Escherichia coli Heat Shock Protein DnaK: Production and Consequences in Terms of Monitoring Cooking

Karine Seyer,^1,2 Martin Lessard,³ Gabriel Piette,¹ Monique Lacroix,² and Linda Saucier^1*

Food Research and Development Centre, Agriculture and Agri-Food Canada, Saint-Hyacinthe, Québec J2S 8E3,¹ INRS-Institut Armand Frappier, Laval, Québec H7V 1B7,² Dairy and Swine Research and Development Centre, Agriculture and Agri-Food Canada, Lennoxville, Québec J1M 1Z3, Canada³

Received 13 September 2002/ Accepted 18 March 2003

Through use of commercially available DnaK proteins and anti-DnaK monoclonal antibodies, a competitive enzyme-linked immunosorbent assay was developed to quantify this heat shock protein in Escherichia coli ATCC 25922 subjected to various heating regimens.
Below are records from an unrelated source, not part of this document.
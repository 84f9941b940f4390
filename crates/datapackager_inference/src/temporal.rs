//! Temporal extent of date/time columns
//!
//! A permissive timestamp parser plus the `earliest/latest` summary built
//! on top of it. The parser accepts:
//!
//! - bare years (`1997` → `1997-01-01T00:00:00`)
//! - RFC 3339 and RFC 2822 timestamps
//! - ISO-like `date time` values with a numeric offset or a named zone
//!   abbreviation looked up in a caller-supplied table
//! - weekday-prefixed values (`Tuesday, 2016-03-01`, `Tue 01 Mar 2016`)
//! - the numeric day/month/year layouts of [`DATE_FORMATS`] and month names
//!
//! Values without zone information are *naive*, values with one are
//! *aware*. The two kinds cannot be ordered against each other, so a column
//! mixing them is a type mismatch rather than being silently normalized.
//!
//! [`DATE_FORMATS`]: crate::type_inference::DATE_FORMATS

use std::collections::HashMap;
use std::fmt;

use chrono::{DateTime, FixedOffset, NaiveDate, NaiveDateTime, NaiveTime, TimeZone, Timelike};
use once_cell::sync::Lazy;
use regex::Regex;
use thiserror::Error;

use crate::type_inference::date_formats::parse_any_date;
use crate::type_inference::solver::{is_null_value, TIME_FORMATS};

/// Zone abbreviations understood by default, as seconds east of UTC.
pub const DEFAULT_TZ_ABBREVIATIONS: &[(&str, i32)] = &[
    ("UTC", 0),
    ("UT", 0),
    ("GMT", 0),
    ("Z", 0),
    ("WET", 0),
    ("BST", 3600),
    ("IST", 19800),
    ("CET", 3600),
    ("CEST", 7200),
    ("EET", 7200),
    ("EEST", 10800),
    ("MSK", 10800),
    ("EST", -18000),
    ("EDT", -14400),
    ("CST", -21600),
    ("CDT", -18000),
    ("MST", -25200),
    ("MDT", -21600),
    ("PST", -28800),
    ("PDT", -25200),
    ("AKST", -32400),
    ("AKDT", -28800),
    ("HST", -36000),
    ("JST", 32400),
    ("KST", 32400),
    ("AEST", 36000),
    ("AEDT", 39600),
    ("NZST", 43200),
    ("NZDT", 46800),
];

const NAIVE_DATETIME_FORMATS: &[&str] = &[
    "%Y-%m-%dT%H:%M:%S%.f",
    "%Y-%m-%d %H:%M:%S%.f",
    "%Y-%m-%dT%H:%M",
    "%Y-%m-%d %H:%M",
    "%Y/%m/%d %H:%M:%S",
    "%Y/%m/%d %H:%M",
    "%m/%d/%Y %H:%M:%S",
    "%m/%d/%Y %H:%M",
    "%d/%m/%Y %H:%M:%S",
    "%d/%m/%Y %H:%M",
    "%d %B %Y %H:%M:%S",
    "%d %B %Y %H:%M",
    "%B %d %Y %H:%M:%S",
    "%B %d, %Y %H:%M:%S",
];

const OFFSET_DATETIME_FORMATS: &[&str] = &[
    "%Y-%m-%dT%H:%M:%S%.f%z",
    "%Y-%m-%d %H:%M:%S%.f%z",
    "%Y-%m-%d %H:%M:%S%.f %z",
    "%Y-%m-%dT%H:%M%z",
    "%Y-%m-%d %H:%M%z",
    "%Y-%m-%d %H:%M %z",
];

const NAMED_MONTH_DATE_FORMATS: &[&str] = &["%B %d, %Y", "%B %d %Y", "%d %B %Y", "%d %B, %Y"];

static BARE_YEAR: Lazy<Regex> = Lazy::new(|| Regex::new(r"^\d{4}$").expect("valid regex"));

static YEAR_MONTH: Lazy<Regex> =
    Lazy::new(|| Regex::new(r"^(\d{4})-(\d{1,2})$").expect("valid regex"));

static WEEKDAY_PREFIX: Lazy<Regex> = Lazy::new(|| {
    Regex::new(r"(?i)^(mon|tue|tues|wed|thu|thur|thurs|fri|sat|sun)(day|nesday|urday|sday)?\.?,?\s+")
        .expect("valid regex")
});

static TRAILING_ZONE: Lazy<Regex> =
    Lazy::new(|| Regex::new(r"^(.+?)\s+\(?([A-Za-z]{1,5})\)?$").expect("valid regex"));

/// Errors from timestamp parsing and temporal extent computation.
#[derive(Debug, Clone, PartialEq, Error)]
pub enum TemporalError {
    #[error("could not parse '{0}' as a timestamp")]
    Unparseable(String),

    #[error(
        "type mismatch: cannot compare timezone-naive '{naive}' with timezone-aware '{aware}'"
    )]
    TypeMismatch { naive: String, aware: String },
}

/// A parsed point in time, with or without zone information.
#[derive(Debug, Clone, Copy, PartialEq, Eq)]
pub enum Timestamp {
    Naive(NaiveDateTime),
    Aware(DateTime<FixedOffset>),
}

impl Timestamp {
    pub fn is_aware(&self) -> bool {
        matches!(self, Timestamp::Aware(_))
    }

    /// ISO 8601 rendering; fractional seconds only when present.
    pub fn to_iso8601(&self) -> String {
        match self {
            Timestamp::Naive(ts) => format_naive(ts),
            Timestamp::Aware(ts) => {
                format!("{}{}", format_naive(&ts.naive_local()), ts.format("%:z"))
            }
        }
    }
}

impl fmt::Display for Timestamp {
    fn fmt(&self, f: &mut fmt::Formatter<'_>) -> fmt::Result {
        f.write_str(&self.to_iso8601())
    }
}

fn format_naive(ts: &NaiveDateTime) -> String {
    let base = ts.format("%Y-%m-%dT%H:%M:%S").to_string();
    let micros = ts.nanosecond() / 1_000;
    if micros == 0 {
        base
    } else {
        format!("{}.{:06}", base, micros)
    }
}

/// Permissive timestamp parser with a configurable zone abbreviation table.
#[derive(Debug, Clone)]
pub struct TimestampParser {
    tzinfos: HashMap<String, i32>,
}

impl Default for TimestampParser {
    fn default() -> Self {
        Self::with_abbreviations(DEFAULT_TZ_ABBREVIATIONS.iter().copied())
    }
}

impl TimestampParser {
    /// Build a parser from `(abbreviation, seconds east of UTC)` pairs.
    /// Abbreviations are matched case-insensitively.
    pub fn with_abbreviations<'a>(table: impl IntoIterator<Item = (&'a str, i32)>) -> Self {
        Self {
            tzinfos: table
                .into_iter()
                .map(|(name, offset)| (name.to_ascii_uppercase(), offset))
                .collect(),
        }
    }

    pub fn parse(&self, value: &str) -> Result<Timestamp, TemporalError> {
        let trimmed = value.trim();
        if trimmed.is_empty() {
            return Err(TemporalError::Unparseable(value.to_string()));
        }

        if let Ok(ts) = DateTime::parse_from_rfc3339(trimmed) {
            return Ok(Timestamp::Aware(ts));
        }
        if let Ok(ts) = DateTime::parse_from_rfc2822(trimmed) {
            return Ok(Timestamp::Aware(ts));
        }

        let body = WEEKDAY_PREFIX.replace(trimmed, "");
        self.parse_body(&body)
            .ok_or_else(|| TemporalError::Unparseable(value.to_string()))
    }

    fn parse_body(&self, body: &str) -> Option<Timestamp> {
        if BARE_YEAR.is_match(body) {
            let year = body.parse::<i32>().ok()?;
            return NaiveDate::from_ymd_opt(year, 1, 1).map(|d| Timestamp::Naive(midnight(d)));
        }

        if let Some(caps) = YEAR_MONTH.captures(body) {
            let year = caps[1].parse::<i32>().ok()?;
            let month = caps[2].parse::<u32>().ok()?;
            return NaiveDate::from_ymd_opt(year, month, 1).map(|d| Timestamp::Naive(midnight(d)));
        }

        for format in OFFSET_DATETIME_FORMATS {
            if let Ok(ts) = DateTime::parse_from_str(body, format) {
                return Some(Timestamp::Aware(ts));
            }
        }

        if let Some(naive) = parse_naive(body) {
            return Some(Timestamp::Naive(naive));
        }

        // "2016-01-01 10:00 EST": named zone as the last token
        let caps = TRAILING_ZONE.captures(body)?;
        let offset_secs = self.tzinfos.get(&caps[2].to_ascii_uppercase())?;
        let offset = FixedOffset::east_opt(*offset_secs)?;
        let naive = parse_naive(&caps[1])?;
        offset
            .from_local_datetime(&naive)
            .single()
            .map(Timestamp::Aware)
    }
}

fn midnight(date: NaiveDate) -> NaiveDateTime {
    date.and_time(NaiveTime::MIN)
}

fn parse_naive(body: &str) -> Option<NaiveDateTime> {
    for format in NAIVE_DATETIME_FORMATS {
        if let Ok(ts) = NaiveDateTime::parse_from_str(body, format) {
            return Some(ts);
        }
    }

    if let Some(parsed) = parse_any_date(body) {
        return parsed.to_naive_date().map(midnight);
    }

    NAMED_MONTH_DATE_FORMATS
        .iter()
        .find_map(|format| NaiveDate::parse_from_str(body, format).ok())
        .map(midnight)
}

/// Parse with the default zone table.
pub fn parse_timestamp(value: &str) -> Result<Timestamp, TemporalError> {
    TimestampParser::default().parse(value)
}

/// `"earliest/latest"` over every non-null value, ISO 8601 on both ends.
///
/// Returns `Ok(None)` when the column holds no values at all. Any value the
/// parser rejects fails the whole computation, as does mixing naive and
/// aware values.
pub fn temporal_extent<'a, I>(parser: &TimestampParser, values: I) -> Result<Option<String>, TemporalError>
where
    I: IntoIterator<Item = &'a str>,
{
    let mut bounds: Option<(Timestamp, Timestamp)> = None;

    for value in values {
        if is_null_value(value) {
            continue;
        }
        let ts = parser.parse(value)?;

        bounds = Some(match bounds {
            None => (ts, ts),
            Some((earliest, latest)) => {
                if earliest.is_aware() != ts.is_aware() {
                    let (naive, aware) = if ts.is_aware() {
                        (earliest, ts)
                    } else {
                        (ts, earliest)
                    };
                    return Err(TemporalError::TypeMismatch {
                        naive: naive.to_iso8601(),
                        aware: aware.to_iso8601(),
                    });
                }
                (
                    if before(&ts, &earliest) { ts } else { earliest },
                    if before(&latest, &ts) { ts } else { latest },
                )
            }
        });
    }

    Ok(bounds.map(|(earliest, latest)| {
        format!("{}/{}", earliest.to_iso8601(), latest.to_iso8601())
    }))
}

/// `"earliest/latest"` for a time-of-day column, `HH:MM:SS` on both ends.
///
/// Time-of-day values carry no date, so they are compared on their own
/// rather than through [`TimestampParser`].
pub fn time_extent<'a, I>(values: I) -> Result<Option<String>, TemporalError>
where
    I: IntoIterator<Item = &'a str>,
{
    let mut bounds: Option<(NaiveTime, NaiveTime)> = None;

    for value in values {
        if is_null_value(value) {
            continue;
        }
        let time = parse_time_of_day(value)
            .ok_or_else(|| TemporalError::Unparseable(value.to_string()))?;
        bounds = Some(match bounds {
            None => (time, time),
            Some((earliest, latest)) => (earliest.min(time), latest.max(time)),
        });
    }

    Ok(bounds.map(|(earliest, latest)| format!("{}/{}", format_time(&earliest), format_time(&latest))))
}

fn parse_time_of_day(value: &str) -> Option<NaiveTime> {
    let value = value.trim();
    TIME_FORMATS
        .iter()
        .find_map(|format| NaiveTime::parse_from_str(value, format).ok())
}

fn format_time(time: &NaiveTime) -> String {
    let base = time.format("%H:%M:%S").to_string();
    match time.nanosecond() / 1_000 {
        0 => base,
        micros => format!("{}.{:06}", base, micros),
    }
}

/// Both sides are the same kind; callers check first.
fn before(a: &Timestamp, b: &Timestamp) -> bool {
    match (a, b) {
        (Timestamp::Naive(a), Timestamp::Naive(b)) => a < b,
        (Timestamp::Aware(a), Timestamp::Aware(b)) => a < b,
        _ => false,
    }
}

#[cfg(test)]
mod tests {
    use super::*;

    fn iso(value: &str) -> String {
        parse_timestamp(value).unwrap().to_iso8601()
    }

    #[test]
    fn test_time_extent() {
        let extent = time_extent(["11:45:10", "", "10:30", "23:00:00.5"]).unwrap();
        assert_eq!(extent.as_deref(), Some("10:30:00/23:00:00.500000"));
        assert_eq!(time_extent(["NA", ""]).unwrap(), None);
        assert!(matches!(
            time_extent(["10:30", "later"]),
            Err(TemporalError::Unparseable(_))
        ));
    }

    #[test]
    fn test_bare_years() {
        assert_eq!(iso("1933"), "1933-01-01T00:00:00");
        assert!(!parse_timestamp("1933").unwrap().is_aware());
    }

    #[test]
    fn test_iso_forms() {
        assert_eq!(iso("2016-03-01"), "2016-03-01T00:00:00");
        assert_eq!(iso("2016-03-01T10:20:30"), "2016-03-01T10:20:30");
        assert_eq!(iso("2016-03-01 10:20"), "2016-03-01T10:20:00");
        assert_eq!(iso("2016-03-01T10:20:30.250"), "2016-03-01T10:20:30.250000");
        assert_eq!(iso("2016-03"), "2016-03-01T00:00:00");
    }

    #[test]
    fn test_offsets_are_kept() {
        assert_eq!(iso("2016-03-01T10:20:30+01:00"), "2016-03-01T10:20:30+01:00");
        assert_eq!(iso("2016-03-01T10:20:30Z"), "2016-03-01T10:20:30+00:00");
        assert_eq!(iso("2016-03-01 10:20:30 -0500"), "2016-03-01T10:20:30-05:00");
    }

    #[test]
    fn test_named_zone_abbreviations() {
        assert_eq!(iso("2016-03-01 10:20 EST"), "2016-03-01T10:20:00-05:00");
        assert_eq!(iso("2016-03-01 10:20:00 cest"), "2016-03-01T10:20:00+02:00");
        assert!(parse_timestamp("2016-03-01 10:20 XYZ").is_err());
    }

    #[test]
    fn test_supplied_zone_table() {
        let parser = TimestampParser::with_abbreviations([("XYZ", 3 * 3600)]);
        let ts = parser.parse("2016-03-01 10:20 XYZ").unwrap();
        assert_eq!(ts.to_iso8601(), "2016-03-01T10:20:00+03:00");
        assert!(parser.parse("2016-03-01 10:20 EST").is_err());
    }

    #[test]
    fn test_weekday_prefixed() {
        assert_eq!(iso("Tuesday, 2016-03-01"), "2016-03-01T00:00:00");
        assert_eq!(iso("Tue 01 March 2016"), "2016-03-01T00:00:00");
        assert_eq!(iso("Tue, 1 Mar 2016 10:00:00 +0200"), "2016-03-01T10:00:00+02:00");
    }

    #[test]
    fn test_named_months_and_numeric_layouts() {
        assert_eq!(iso("March 1, 2016"), "2016-03-01T00:00:00");
        assert_eq!(iso("1 March 2016"), "2016-03-01T00:00:00");
        assert_eq!(iso("31/05/2024"), "2024-05-31T00:00:00");
    }

    #[test]
    fn test_rejects_non_dates() {
        assert!(parse_timestamp("hello").is_err());
        assert!(parse_timestamp("10:30").is_err());
        assert!(parse_timestamp("").is_err());
        assert!(parse_timestamp("12.5").is_err());
    }

    #[test]
    fn test_extent_of_years() {
        let parser = TimestampParser::default();
        let extent = temporal_extent(&parser, ["1933", "1997", "2016"]).unwrap();
        assert_eq!(extent.as_deref(), Some("1933-01-01T00:00:00/2016-01-01T00:00:00"));
    }

    #[test]
    fn test_extent_skips_nulls_and_orders_values() {
        let parser = TimestampParser::default();
        let extent =
            temporal_extent(&parser, ["2016-05-01", "", "2015-01-01", "2016-01-01"]).unwrap();
        assert_eq!(extent.as_deref(), Some("2015-01-01T00:00:00/2016-05-01T00:00:00"));
        assert_eq!(temporal_extent(&parser, ["", "NA"]).unwrap(), None);
    }

    #[test]
    fn test_extent_of_aware_values_compares_instants() {
        let parser = TimestampParser::default();
        let extent = temporal_extent(
            &parser,
            ["2016-01-01T10:00:00+02:00", "2016-01-01T09:30:00+00:00"],
        )
        .unwrap();
        assert_eq!(
            extent.as_deref(),
            Some("2016-01-01T10:00:00+02:00/2016-01-01T09:30:00+00:00")
        );
    }

    #[test]
    fn test_extent_mixed_timezones_is_type_mismatch() {
        let parser = TimestampParser::default();
        let err = temporal_extent(&parser, ["2016-01-01T10:00:00+01:00", "2016-01-02T10:00:00"])
            .unwrap_err();
        assert!(matches!(err, TemporalError::TypeMismatch { .. }));
        assert!(err.to_string().contains("type mismatch"));
    }

    #[test]
    fn test_extent_fails_on_unparseable_value() {
        let parser = TimestampParser::default();
        let err = temporal_extent(&parser, ["2016", "whenever"]).unwrap_err();
        assert_eq!(err, TemporalError::Unparseable("whenever".to_string()));
    }
}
For a given process lethality (F₇₀¹⁰ of 1, 3, and 5 min), the intracellular concentration of DnaK in E. coli varied with the heating temperature (50 or 55°C). In fact, the highest DnaK concentrations were found after treatments at the lower temperature (50°C) applied for a longer time. Residual DnaK after heating was found to be necessary for cell recovery, and additional DnaK was produced during the recovery process. Overall, higher intracellular concentrations of DnaK tended to enhance cell resistance to a subsequent lethal stress. Indeed, E. coli cells that had undergone a sublethal heat shock (105 min at 55°C, F₇₀¹⁰ = 3 min) accompanied by a 12-h recovery (containing 76,786 ± 25,230 molecules/cell) resisted better than exponentially growing cells (38,500 ± 6,056 molecules/cell) when later heated to 60°C for 50 min (F₇₀¹⁰ = 5 min). Results reported here suggest that using stress protein to determine cell adaptation and survival, rather than cell counts alone, may lead to more efficient heat treatment.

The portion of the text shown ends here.